DIRECTIONS FOR THIS TASK → Your answer should consist of each line below that contains the string "Ruby".

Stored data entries
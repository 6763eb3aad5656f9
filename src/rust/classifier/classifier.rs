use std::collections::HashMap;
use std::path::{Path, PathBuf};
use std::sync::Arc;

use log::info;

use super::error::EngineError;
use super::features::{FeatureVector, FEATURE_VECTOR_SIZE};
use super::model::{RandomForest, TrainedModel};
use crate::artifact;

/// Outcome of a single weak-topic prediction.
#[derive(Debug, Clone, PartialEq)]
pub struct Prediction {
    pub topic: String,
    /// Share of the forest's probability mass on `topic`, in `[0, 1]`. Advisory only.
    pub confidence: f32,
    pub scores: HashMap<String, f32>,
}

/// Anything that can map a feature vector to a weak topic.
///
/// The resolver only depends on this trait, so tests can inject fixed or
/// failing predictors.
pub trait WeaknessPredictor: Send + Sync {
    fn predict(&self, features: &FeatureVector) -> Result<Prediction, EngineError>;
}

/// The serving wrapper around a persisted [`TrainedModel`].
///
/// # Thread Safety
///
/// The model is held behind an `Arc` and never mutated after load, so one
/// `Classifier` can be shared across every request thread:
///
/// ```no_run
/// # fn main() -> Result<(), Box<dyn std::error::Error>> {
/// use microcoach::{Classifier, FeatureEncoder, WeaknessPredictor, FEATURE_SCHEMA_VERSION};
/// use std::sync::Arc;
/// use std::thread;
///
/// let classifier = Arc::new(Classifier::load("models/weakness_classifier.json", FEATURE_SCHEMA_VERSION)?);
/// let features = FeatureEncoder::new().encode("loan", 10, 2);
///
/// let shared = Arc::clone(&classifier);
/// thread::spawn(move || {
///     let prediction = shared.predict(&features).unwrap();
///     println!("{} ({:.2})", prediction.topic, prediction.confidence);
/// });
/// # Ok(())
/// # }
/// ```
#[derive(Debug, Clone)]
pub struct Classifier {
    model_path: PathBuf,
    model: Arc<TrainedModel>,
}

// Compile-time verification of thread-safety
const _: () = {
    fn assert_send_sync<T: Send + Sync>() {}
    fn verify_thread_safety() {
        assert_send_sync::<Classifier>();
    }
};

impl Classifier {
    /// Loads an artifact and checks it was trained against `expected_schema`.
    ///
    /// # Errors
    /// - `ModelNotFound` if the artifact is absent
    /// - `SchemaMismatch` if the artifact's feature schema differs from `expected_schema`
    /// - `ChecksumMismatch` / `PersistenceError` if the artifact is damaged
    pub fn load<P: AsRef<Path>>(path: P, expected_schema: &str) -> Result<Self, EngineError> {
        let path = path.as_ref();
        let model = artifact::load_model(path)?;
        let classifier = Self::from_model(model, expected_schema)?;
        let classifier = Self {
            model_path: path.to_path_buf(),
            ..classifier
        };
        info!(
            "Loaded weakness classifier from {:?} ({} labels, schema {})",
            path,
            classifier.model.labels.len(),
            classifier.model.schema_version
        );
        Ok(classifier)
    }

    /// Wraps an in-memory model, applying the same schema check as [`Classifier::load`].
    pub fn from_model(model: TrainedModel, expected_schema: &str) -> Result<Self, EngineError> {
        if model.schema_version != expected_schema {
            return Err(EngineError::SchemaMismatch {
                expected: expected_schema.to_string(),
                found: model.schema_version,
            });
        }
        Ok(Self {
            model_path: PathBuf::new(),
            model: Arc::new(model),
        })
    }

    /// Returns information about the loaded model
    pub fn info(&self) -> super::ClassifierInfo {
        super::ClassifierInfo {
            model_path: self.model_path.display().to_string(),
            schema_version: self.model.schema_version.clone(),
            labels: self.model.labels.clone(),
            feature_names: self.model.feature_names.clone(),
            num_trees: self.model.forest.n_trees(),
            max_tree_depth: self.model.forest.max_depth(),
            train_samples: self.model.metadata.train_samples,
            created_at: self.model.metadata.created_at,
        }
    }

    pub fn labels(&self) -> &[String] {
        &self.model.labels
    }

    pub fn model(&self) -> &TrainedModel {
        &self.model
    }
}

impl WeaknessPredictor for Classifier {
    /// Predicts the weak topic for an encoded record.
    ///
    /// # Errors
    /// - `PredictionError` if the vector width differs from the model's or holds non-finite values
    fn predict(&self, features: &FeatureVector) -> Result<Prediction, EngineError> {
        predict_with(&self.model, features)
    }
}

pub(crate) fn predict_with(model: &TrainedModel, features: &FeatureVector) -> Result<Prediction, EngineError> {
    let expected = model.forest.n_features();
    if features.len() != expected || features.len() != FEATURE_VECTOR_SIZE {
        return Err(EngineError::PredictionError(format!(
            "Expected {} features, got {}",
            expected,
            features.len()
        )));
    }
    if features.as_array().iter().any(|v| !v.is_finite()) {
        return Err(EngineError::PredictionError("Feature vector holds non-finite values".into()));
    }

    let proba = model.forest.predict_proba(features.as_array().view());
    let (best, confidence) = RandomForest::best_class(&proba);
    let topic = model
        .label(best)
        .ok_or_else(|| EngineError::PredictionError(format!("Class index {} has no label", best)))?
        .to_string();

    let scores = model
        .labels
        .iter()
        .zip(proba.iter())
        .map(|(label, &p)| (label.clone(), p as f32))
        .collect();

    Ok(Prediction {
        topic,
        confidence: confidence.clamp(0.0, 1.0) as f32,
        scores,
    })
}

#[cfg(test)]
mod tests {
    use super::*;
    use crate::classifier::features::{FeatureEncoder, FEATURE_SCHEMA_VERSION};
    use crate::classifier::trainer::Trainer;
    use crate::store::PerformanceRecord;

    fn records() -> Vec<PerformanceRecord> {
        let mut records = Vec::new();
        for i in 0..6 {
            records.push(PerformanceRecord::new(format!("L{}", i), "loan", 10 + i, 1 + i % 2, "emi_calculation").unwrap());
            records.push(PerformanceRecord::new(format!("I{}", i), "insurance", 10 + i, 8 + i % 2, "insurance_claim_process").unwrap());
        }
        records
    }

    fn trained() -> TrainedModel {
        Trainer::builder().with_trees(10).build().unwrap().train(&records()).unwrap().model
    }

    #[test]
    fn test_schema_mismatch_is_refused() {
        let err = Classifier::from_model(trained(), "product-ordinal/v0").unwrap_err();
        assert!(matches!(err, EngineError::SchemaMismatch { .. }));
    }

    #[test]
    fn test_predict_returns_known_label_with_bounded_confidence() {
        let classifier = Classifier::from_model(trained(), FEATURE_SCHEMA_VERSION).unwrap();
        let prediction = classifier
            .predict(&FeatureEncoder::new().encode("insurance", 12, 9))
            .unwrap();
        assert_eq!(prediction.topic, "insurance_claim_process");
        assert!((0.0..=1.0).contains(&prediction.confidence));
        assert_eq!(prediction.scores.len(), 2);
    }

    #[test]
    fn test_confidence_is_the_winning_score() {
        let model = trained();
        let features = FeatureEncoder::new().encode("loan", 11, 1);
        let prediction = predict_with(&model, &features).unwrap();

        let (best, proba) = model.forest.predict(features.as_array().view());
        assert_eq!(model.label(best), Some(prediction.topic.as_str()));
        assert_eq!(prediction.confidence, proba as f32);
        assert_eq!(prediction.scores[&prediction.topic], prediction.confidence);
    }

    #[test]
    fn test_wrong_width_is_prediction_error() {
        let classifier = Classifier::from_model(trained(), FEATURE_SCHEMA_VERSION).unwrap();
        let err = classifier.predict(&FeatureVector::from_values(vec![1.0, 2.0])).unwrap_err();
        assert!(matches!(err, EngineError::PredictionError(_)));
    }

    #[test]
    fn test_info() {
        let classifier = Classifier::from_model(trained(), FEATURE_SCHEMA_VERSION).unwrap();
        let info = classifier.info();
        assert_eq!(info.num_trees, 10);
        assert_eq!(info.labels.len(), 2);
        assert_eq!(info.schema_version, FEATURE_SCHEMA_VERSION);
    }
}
---
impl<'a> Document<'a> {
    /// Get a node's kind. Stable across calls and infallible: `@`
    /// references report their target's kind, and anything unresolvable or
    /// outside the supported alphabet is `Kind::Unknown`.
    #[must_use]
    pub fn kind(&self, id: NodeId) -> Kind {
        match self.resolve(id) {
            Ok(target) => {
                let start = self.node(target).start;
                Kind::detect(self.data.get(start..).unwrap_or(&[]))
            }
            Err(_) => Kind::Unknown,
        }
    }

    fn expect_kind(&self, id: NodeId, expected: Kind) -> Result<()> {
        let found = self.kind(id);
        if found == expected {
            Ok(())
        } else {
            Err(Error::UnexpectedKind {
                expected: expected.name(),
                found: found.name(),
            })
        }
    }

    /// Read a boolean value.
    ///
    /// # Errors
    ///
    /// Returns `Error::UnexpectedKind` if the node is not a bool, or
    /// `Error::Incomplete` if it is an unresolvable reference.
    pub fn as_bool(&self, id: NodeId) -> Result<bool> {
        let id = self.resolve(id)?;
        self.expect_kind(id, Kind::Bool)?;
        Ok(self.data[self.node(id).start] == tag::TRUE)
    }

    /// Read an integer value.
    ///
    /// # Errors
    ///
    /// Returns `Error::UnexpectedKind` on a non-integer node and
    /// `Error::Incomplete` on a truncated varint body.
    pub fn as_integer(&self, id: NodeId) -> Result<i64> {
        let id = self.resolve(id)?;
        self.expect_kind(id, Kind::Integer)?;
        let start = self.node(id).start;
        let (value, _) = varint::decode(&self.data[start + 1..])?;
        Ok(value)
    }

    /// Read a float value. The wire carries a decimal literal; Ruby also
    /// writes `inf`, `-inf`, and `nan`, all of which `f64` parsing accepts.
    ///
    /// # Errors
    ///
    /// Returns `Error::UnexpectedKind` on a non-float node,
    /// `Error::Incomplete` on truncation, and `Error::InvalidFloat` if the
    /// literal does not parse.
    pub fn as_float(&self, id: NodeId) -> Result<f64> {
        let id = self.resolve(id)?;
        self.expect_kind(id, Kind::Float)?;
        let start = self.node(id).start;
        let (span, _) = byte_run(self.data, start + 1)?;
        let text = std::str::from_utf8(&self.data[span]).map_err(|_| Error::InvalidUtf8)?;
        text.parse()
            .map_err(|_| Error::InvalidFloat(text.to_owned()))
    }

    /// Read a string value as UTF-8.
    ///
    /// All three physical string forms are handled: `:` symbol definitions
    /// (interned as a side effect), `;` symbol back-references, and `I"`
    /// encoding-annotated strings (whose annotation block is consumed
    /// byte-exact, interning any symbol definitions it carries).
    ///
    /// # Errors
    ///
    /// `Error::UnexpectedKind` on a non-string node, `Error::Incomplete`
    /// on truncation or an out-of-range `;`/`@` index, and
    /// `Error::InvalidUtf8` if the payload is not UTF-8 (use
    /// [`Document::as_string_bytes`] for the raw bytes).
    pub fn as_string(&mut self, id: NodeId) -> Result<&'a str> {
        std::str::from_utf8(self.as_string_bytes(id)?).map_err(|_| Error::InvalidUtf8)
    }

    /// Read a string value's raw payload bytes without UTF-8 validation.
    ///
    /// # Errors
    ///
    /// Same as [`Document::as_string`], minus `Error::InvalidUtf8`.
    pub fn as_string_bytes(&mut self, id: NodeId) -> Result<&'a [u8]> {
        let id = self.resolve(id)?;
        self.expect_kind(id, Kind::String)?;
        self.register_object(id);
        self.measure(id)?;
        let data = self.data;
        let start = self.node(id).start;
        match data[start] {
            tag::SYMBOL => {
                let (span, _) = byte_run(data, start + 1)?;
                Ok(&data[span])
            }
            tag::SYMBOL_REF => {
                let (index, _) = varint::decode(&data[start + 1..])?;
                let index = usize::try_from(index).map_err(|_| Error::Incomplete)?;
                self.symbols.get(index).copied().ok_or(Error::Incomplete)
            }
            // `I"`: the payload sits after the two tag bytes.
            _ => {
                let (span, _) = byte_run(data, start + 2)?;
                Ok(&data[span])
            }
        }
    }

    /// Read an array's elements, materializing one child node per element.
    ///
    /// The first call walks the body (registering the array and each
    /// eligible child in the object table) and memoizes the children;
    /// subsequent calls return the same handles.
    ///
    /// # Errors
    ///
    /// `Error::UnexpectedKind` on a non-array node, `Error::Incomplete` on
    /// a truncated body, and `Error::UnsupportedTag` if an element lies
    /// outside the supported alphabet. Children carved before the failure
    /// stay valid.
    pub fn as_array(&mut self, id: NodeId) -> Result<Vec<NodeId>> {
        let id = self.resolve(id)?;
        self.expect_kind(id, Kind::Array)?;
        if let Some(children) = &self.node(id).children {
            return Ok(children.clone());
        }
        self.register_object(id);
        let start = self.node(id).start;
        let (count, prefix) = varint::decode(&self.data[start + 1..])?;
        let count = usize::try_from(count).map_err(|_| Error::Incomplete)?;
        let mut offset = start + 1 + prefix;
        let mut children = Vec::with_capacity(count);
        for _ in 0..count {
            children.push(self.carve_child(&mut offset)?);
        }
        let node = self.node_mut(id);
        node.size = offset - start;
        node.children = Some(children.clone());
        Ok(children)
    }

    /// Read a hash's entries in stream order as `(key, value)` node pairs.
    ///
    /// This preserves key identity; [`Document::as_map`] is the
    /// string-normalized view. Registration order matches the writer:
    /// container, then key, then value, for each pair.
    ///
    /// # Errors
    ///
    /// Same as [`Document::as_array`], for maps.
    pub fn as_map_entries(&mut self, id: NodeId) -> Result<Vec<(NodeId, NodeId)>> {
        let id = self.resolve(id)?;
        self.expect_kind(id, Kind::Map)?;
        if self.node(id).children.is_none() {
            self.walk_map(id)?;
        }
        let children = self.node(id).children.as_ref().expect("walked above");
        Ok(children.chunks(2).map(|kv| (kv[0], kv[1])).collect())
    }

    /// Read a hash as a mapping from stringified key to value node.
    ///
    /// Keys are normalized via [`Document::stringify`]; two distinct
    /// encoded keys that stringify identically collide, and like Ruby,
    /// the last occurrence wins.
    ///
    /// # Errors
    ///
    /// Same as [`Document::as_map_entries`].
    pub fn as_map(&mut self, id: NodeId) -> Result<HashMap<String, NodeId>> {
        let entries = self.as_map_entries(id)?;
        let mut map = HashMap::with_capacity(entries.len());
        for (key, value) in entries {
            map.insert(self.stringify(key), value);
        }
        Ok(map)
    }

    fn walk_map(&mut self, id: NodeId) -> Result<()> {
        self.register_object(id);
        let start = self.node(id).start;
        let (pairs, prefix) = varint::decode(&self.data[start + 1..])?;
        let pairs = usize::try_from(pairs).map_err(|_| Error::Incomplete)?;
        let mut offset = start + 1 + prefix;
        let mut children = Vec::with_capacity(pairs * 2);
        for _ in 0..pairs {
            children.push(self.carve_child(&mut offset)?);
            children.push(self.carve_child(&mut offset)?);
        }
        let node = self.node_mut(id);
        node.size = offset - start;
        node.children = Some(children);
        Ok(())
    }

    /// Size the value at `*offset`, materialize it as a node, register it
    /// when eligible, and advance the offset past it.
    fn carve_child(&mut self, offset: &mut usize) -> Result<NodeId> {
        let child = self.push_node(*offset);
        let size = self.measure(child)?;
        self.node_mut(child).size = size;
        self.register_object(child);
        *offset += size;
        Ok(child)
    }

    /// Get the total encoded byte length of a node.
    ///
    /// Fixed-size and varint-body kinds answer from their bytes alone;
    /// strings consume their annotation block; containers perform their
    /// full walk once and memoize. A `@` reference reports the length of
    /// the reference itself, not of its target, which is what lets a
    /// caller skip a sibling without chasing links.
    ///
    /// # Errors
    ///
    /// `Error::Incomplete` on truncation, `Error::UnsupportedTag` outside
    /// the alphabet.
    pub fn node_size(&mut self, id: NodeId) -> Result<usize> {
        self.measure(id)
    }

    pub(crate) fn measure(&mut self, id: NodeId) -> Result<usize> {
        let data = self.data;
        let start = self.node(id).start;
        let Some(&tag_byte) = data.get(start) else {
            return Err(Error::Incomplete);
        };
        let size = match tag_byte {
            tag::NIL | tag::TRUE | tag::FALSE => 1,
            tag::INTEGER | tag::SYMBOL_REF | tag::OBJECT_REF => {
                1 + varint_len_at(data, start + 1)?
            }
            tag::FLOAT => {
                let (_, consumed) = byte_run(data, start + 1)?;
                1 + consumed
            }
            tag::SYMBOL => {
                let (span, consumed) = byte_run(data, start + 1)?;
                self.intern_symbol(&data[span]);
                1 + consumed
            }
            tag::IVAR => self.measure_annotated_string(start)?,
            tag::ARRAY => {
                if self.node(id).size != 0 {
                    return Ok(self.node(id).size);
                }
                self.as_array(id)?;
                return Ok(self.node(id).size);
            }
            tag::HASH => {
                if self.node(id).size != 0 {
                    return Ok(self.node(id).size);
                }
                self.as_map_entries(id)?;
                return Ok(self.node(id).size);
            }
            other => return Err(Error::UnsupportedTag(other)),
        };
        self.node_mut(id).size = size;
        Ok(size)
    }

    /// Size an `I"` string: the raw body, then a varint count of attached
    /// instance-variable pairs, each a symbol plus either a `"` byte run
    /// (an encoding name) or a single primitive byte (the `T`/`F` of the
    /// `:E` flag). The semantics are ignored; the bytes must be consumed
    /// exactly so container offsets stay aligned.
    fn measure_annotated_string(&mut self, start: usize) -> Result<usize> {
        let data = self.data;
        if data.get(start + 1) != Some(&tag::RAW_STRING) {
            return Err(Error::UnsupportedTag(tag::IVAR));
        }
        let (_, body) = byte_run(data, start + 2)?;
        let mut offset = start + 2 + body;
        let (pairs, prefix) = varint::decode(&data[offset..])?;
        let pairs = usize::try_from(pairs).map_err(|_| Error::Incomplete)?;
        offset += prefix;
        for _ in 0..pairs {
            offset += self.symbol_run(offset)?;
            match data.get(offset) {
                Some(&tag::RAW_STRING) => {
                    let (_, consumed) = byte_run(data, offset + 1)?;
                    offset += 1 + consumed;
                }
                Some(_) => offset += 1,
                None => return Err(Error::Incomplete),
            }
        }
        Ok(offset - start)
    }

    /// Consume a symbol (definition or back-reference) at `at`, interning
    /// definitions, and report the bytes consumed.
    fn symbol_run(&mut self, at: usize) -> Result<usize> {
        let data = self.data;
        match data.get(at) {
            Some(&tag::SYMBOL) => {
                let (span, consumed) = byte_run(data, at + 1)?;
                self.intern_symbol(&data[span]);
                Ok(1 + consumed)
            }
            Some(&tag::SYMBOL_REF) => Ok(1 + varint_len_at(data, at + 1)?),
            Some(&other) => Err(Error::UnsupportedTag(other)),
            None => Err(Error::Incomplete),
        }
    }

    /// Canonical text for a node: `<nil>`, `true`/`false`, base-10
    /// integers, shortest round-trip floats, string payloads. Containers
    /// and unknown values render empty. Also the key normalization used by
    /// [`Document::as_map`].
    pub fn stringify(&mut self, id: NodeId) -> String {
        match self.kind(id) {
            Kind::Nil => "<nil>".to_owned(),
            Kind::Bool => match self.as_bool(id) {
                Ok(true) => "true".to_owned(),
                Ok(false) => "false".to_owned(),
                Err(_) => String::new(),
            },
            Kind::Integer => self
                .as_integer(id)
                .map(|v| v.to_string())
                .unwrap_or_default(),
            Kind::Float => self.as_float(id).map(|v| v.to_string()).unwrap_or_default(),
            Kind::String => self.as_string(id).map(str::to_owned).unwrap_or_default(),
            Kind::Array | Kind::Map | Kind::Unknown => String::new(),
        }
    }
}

RESPONSE BELOW →
    /// Read a float value. The wire carries a decimal literal; Ruby also
    /// encoded keys that stringify identically collide, and like Ruby,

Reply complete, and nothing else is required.